**Aim of the task**
Set down the entries once more, exactly as given.
####################
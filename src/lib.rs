#![allow(unused)]

mod bitbuf;
mod bits;
mod bitvec;
mod intbuf;
mod wavelet_matrix;

pub use bitvec::dense::{DenseBitVec, DenseBitVecBuilder, DenseBitVecOptions};
pub use bitvec::multi::{Multi, MultiBuilder, MultiOptions};
pub use bitvec::rle::{RLEBitVec, RLEBitVecBuilder};
pub use bitvec::sorted_array::{SortedArrayBitVec, SortedArrayBitVecBuilder, SortedArrayBitVecOptions};
pub use bitvec::sparse::{SparseBitVec, SparseBitVecBuilder, SparseBitVecOptions};
pub use bitvec::{BitVec, BitVecBuilder};
pub use wavelet_matrix::WaveletMatrix;

/// A version of `std::panic::catch_unwind` that does not require unwind
/// safety for its closure argument. This lets tests exercise the panic
/// behavior of a `BitVec` implementation without requiring the trait
/// itself to carry an `UnwindSafe` bound; tests always clone the
/// `BitVec` before passing it into the closure, so there is no risk of
/// observing corrupted state after a panic.
pub fn catch_unwind<F: FnOnce() -> R, R>(f: F) -> std::thread::Result<R> {
    std::panic::catch_unwind(std::panic::AssertUnwindSafe(f))
}

pub fn panics<F: FnOnce() -> R, R>(f: F) -> bool {
    catch_unwind(f).is_err()
}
####################
**Written solution**
filename src/lib.rs
#![allow(unused)]

mod bitbuf;
mod bits;
mod bitvec;
mod intbuf;
mod wavelet_matrix;

pub use bitvec::dense::{DenseBitVec, DenseBitVecBuilder, DenseBitVecOptions};
pub use bitvec::multi::{Multi, MultiBuilder, MultiOptions};
pub use bitvec::rle::{RLEBitVec, RLEBitVecBuilder};
pub use bitvec::sorted_array::{SortedArrayBitVec, SortedArrayBitVecBuilder, SortedArrayBitVecOptions};
pub use bitvec::sparse::{SparseBitVec, SparseBitVecBuilder, SparseBitVecOptions};
pub use bitvec::{BitVec, BitVecBuilder};
pub use wavelet_matrix::WaveletMatrix;

/// A version of `std::panic::catch_unwind` that does not require unwind
/// safety for its closure argument. This lets tests exercise the panic
/// behavior of a `BitVec` implementation without requiring the trait
/// itself to carry an `UnwindSafe` bound; tests always clone the
/// `BitVec` before passing it into the closure, so there is no risk of
/// observing corrupted state after a panic.
pub fn catch_unwind<F: FnOnce() -> R, R>(f: F) -> std::thread::Result<R> {
    std::panic::catch_unwind(std::panic::AssertUnwindSafe(f))
}

pub fn panics<F: FnOnce() -> R, R>(f: F) -> bool {
    catch_unwind(f).is_err()
}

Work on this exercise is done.